Arbitrary number of positional arguments:

Defining a function capable of taking an arbitrary number of arguments can be done by prefixing one of the arguments with a *

def func(*args):
    # args will be a tuple containing all values that are passed in
    for i in args:
        print(i)

func(1, 2, 3)  # Calling it with 3 arguments
# Out: 1
#      2
#      3

list_of_arg_values = [1, 2, 3]
func(*list_of_arg_values)  # Calling it with list of values, * expands the list
# Out: 1
#      2
#      3 

func()  # Calling it without arguments
# No Output

You can't provide a default for args, for example func(*args=[1, 2, 3]) will raise a syntax error (won't even compile).

You can't provide these by name when calling the function, for example func(*args=[1, 2, 3]) will raise a TypeError.

But if you already have your arguments in an array (or any other Iterable), you can invoke your function like this: func(*my_stuff).

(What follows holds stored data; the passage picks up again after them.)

#[cfg(test)]
mod tests {
    use super::*;
    use crate::config::GraphConfig;
    use crate::db::Db;
    use crate::ingest::extract::HeuristicExtractor;
    use crate::layers::graph::backend::{
        EdgeFilter, EdgeRecord, Extraction, GraphBackend, GraphCounts, NodeHit, UpsertStats,
    };
    use crate::layers::graph::entities::HeuristicEntityExtractor;
    use crate::layers::graph::sqlite::SqliteGraph;
    use crate::layers::raw::{append_event, EventInput, Role};
    use async_trait::async_trait;

    struct Failing {
        on: &'static str,
        unavailable: bool,
    }

    #[async_trait]
    impl Extractor for Failing {
        async fn extract(&self, text: &str) -> Result<Extraction> {
            if text.contains(self.on) {
                if self.unavailable {
                    return Err(LayerError::unavailable(
                        crate::layers::LayerKind::Graph,
                        "extractor down",
                    ));
                }
                return Err(LayerError::Extraction("unparseable".into()));
            }
            HeuristicExtractor::new(Arc::new(HeuristicEntityExtractor::new(&[])))
                .extract(text)
                .await
        }
    }

    /// Every call times out, health checks included.
    struct Down;

    #[async_trait]
    impl Extractor for Down {
        async fn extract(&self, _text: &str) -> Result<Extraction> {
            Err(LayerError::unavailable(
                crate::layers::LayerKind::Graph,
                "extractor unreachable: operation timed out",
            ))
        }
    }

    /// SQLite graph that times out upserting any episode mentioning `on`.
    struct Choking {
        inner: SqliteGraph,
        on: &'static str,
    }

    #[async_trait]
    impl GraphBackend for Choking {
        fn name(&self) -> &'static str {
            "choking"
        }
        async fn search_edges(&self, q: &str, l: usize, f: &EdgeFilter) -> Result<Vec<EdgeRecord>> {
            self.inner.search_edges(q, l, f).await
        }
        async fn search_nodes(&self, q: &str, l: usize) -> Result<Vec<NodeHit>> {
            self.inner.search_nodes(q, l).await
        }
        async fn edges_of(&self, e: &str, l: usize) -> Result<Vec<EdgeRecord>> {
            self.inner.edges_of(e, l).await
        }
        async fn upsert(&self, episode: &Episode, x: &Extraction) -> Result<UpsertStats> {
            if episode.content.contains(self.on) {
                return Err(LayerError::unavailable(
                    crate::layers::LayerKind::Graph,
                    "operation timed out",
                ));
            }
            self.inner.upsert(episode, x).await
        }
        async fn delete_edge(&self, id: &str) -> Result<bool> {
            self.inner.delete_edge(id).await
        }
        async fn counts(&self) -> Result<GraphCounts> {
            self.inner.counts().await
        }
    }

    fn heuristic() -> Arc<dyn Extractor> {
        Arc::new(HeuristicExtractor::new(Arc::new(HeuristicEntityExtractor::new(&[]))))
    }

    fn drainer(db: &Db, extractor: Arc<dyn Extractor>, threshold: u64) -> Drainer {
        drainer_on(db, Arc::new(SqliteGraph::new(db.clone())), extractor, threshold)
    }

    fn drainer_on(
        db: &Db,
        backend: Arc<dyn GraphBackend>,
        extractor: Arc<dyn Extractor>,
        threshold: u64,
    ) -> Drainer {
        let graph = Arc::new(GraphLayer::new(
            Some(backend),
            None,
            None,
            heuristic(),
            GraphConfig::default(),
        ));
        let config = IngestConfig {
            threshold,
            ..IngestConfig::default()
        };
        Drainer::new(
            BacklogTracker::new(db.clone(), "test", Duration::from_secs(300)),
            graph,
            extractor,
            LockManager::new(db.clone(), "test", Duration::from_secs(30)),
            config,
        )
    }

    fn seed(db: &Db, texts: &[&str]) {
        db.blocking(|conn| {
            for t in texts {
                append_event(conn, &EventInput::new("discord", Role::User, t))?;
            }
            Ok(())
        })
        .unwrap();
    }

    #[tokio::test]
    async fn drain_ingests_and_marks_the_batch() {
        let db = Db::open_in_memory().unwrap();
        seed(&db, &["Grace met Linus", "Ada reviewed the Scheduler", "no names here"]);
        let d = drainer(&db, heuristic(), 20);

        let report = d.drain(10).await.unwrap();
        assert_eq!((report.start_id, report.end_id), (1, 3));
        assert_eq!(report.ingested, 3);
        assert_eq!(report.skipped, 0);
        assert!(report.edges_created >= 2);
        assert_eq!(d.backlog().count_pending().await.unwrap(), 0);

        assert!(d.drain(10).await.unwrap().is_empty());
    }

    #[tokio::test]
    async fn failing_item_is_skipped_not_fatal() {
        let db = Db::open_in_memory().unwrap();
        seed(&db, &["Grace met Linus", "poison Ada", "Ada met Barbara"]);
        let d = drainer(&db, Arc::new(Failing { on: "poison", unavailable: false }), 20);

        let report = d.drain(10).await.unwrap();
        assert_eq!(report.skipped, 1);
        assert_eq!(report.ingested, 2);
        assert!(report.batch_id.is_some());
    }

    #[tokio::test]
    async fn one_timing_out_event_does_not_stall_the_backlog() {
        let db = Db::open_in_memory().unwrap();
        seed(&db, &["Grace met Linus", "poison Ada", "Ada met Barbara"]);
        let d = drainer(&db, Arc::new(Failing { on: "poison", unavailable: true }), 20);

        let report = d.drain(10).await.unwrap();
        assert_eq!((report.start_id, report.end_id), (1, 3));
        assert_eq!(report.skipped, 1);
        assert_eq!(report.ingested, 2);
        assert_eq!(d.backlog().count_pending().await.unwrap(), 0);
        assert!(d.drain(10).await.unwrap().is_empty());
    }

    #[tokio::test]
    async fn one_upsert_timing_out_is_skipped_while_the_graph_is_up() {
        let db = Db::open_in_memory().unwrap();
        seed(&db, &["Grace met Linus", "poison Ada met Ken", "Ada met Barbara"]);
        let backend = Arc::new(Choking {
            inner: SqliteGraph::new(db.clone()),
            on: "poison",
        });
        let d = drainer_on(&db, backend, heuristic(), 20);

        let report = d.drain(10).await.unwrap();
        assert_eq!(report.skipped, 1);
        assert_eq!(report.ingested, 2);
        assert!(report.batch_id.is_some());
        assert_eq!(d.backlog().count_pending().await.unwrap(), 0);
    }

    #[tokio::test]
    async fn outage_releases_the_claim() {
        let db = Db::open_in_memory().unwrap();
        seed(&db, &["Grace met Linus", "Ada met Barbara"]);
        let d = drainer(&db, Arc::new(Down), 20);
        assert!(d.drain(10).await.unwrap_err().is_unavailable());
        assert_eq!(d.backlog().count_pending().await.unwrap(), 2);

        // The released range comes back verbatim once the extractor recovers.
        let healthy = drainer(&db, heuristic(), 20);
        let report = healthy.drain(10).await.unwrap();
        assert!(report.reissued);
        assert_eq!((report.start_id, report.end_id), (1, 2));
    }

    #[tokio::test]
    async fn drain_if_needed_respects_threshold() {
        let db = Db::open_in_memory().unwrap();
        seed(&db, &["Grace met Linus", "Ada met Barbara"]);
        let d = drainer(&db, heuristic(), 3);
        assert!(d.drain_if_needed().await.unwrap().is_none());

        seed(&db, &["Ken met Dennis"]);
        let report = d.drain_if_needed().await.unwrap().unwrap();
        assert_eq!(report.events, 3);
    }

    #[tokio::test]
    async fn tick_skips_when_another_process_drains() {
        let db = Db::open_in_memory().unwrap();
        seed(&db, &["Grace met Linus"]);
        let d = drainer(&db, heuristic(), 1);
        let other = LockManager::new(db.clone(), "other", Duration::from_secs(30));
        assert!(other.acquire(names::INGEST_DRAIN, None).await.unwrap());

        assert_eq!(d.tick().await.unwrap(), 0);
        other.release(names::INGEST_DRAIN).await.unwrap();
        assert_eq!(d.tick().await.unwrap(), 1);
    }

    #[tokio::test]
    async fn loop_stops_on_shutdown() {
        let db = Db::open_in_memory().unwrap();
        let d = Arc::new(drainer(&db, heuristic(), 20));
        let (tx, rx) = watch::channel(false);
        let handle = d.spawn_loop(rx);
        tx.send(true).unwrap();
        tokio::time::timeout(Duration::from_secs(2), handle)
            .await
            .unwrap()
            .unwrap();
    }
}
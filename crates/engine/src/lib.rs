// SPDX-License-Identifier: MIT
// Copyright (c) 2026 Workyard Authors

#![cfg_attr(test, allow(clippy::panic))]
#![cfg_attr(test, allow(clippy::unwrap_used))]
#![cfg_attr(test, allow(clippy::expect_used))]

//! wy-engine: the scheduler that admits, queues, activates, and supervises
//! jobs under running-constraint rules (§4.2, §4.3, §4.5).

pub mod constraints;
pub mod error;
pub mod housekeeper;
pub mod registry;
pub mod scheduler;

#[cfg(any(test, feature = "test-support"))]
pub mod test_support;

pub use constraints::ConstraintSet;
pub use error::{SchedulerError, SchedulerResult};
pub use housekeeper::{Housekeeper, HousekeeperConfig};
pub use registry::{ExceptionOutcome, JobContext, Phase, Registry, RemoteStatus, Runnable, RunnableError};
pub use scheduler::Scheduler;
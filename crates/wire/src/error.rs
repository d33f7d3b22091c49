// SPDX-License-Identifier: MIT
// Copyright (c) 2026 Workyard Authors

use thiserror::Error;

/// Failures turning a raw query string into typed request parameters
/// (§6.1: "multi-valued or empty parameters ⇒ 400").
#[derive(Debug, Error, PartialEq, Eq)]
pub enum QueryError {
    #[error("parameter '{0}' was supplied more than once")]
    MultiValued(String),

    #[error("parameter '{0}' was empty")]
    Empty(String),

    #[error("invalid value for '{0}': {1}")]
    InvalidValue(String, String),
}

These arguments (*args) can be accessed by index, for example args[0] will return the first argument

Arbitrary number of keyword arguments

You can take an arbitrary number of arguments with a name by defining an argument in the definition with two * in front of it:

def func(**kwargs):
    # kwargs will be a dictionary containing the names as keys and the values as values
    for name, value in kwargs.items():
        print(name, value)

func(value1=1, value2=2, value3=3)   # Calling it with 3 arguments
# Out: value1 1
#      value2 2
#      value3 3

func()                               # Calling it without arguments
# No Out put

my_dict = {'foo': 1, 'bar': 2}
func(**my_dict)                      # Calling it with a dictionary
# Out: foo 1
#      bar 2

You can't provide these without names, for example func(1, 2, 3) will raise a TypeError.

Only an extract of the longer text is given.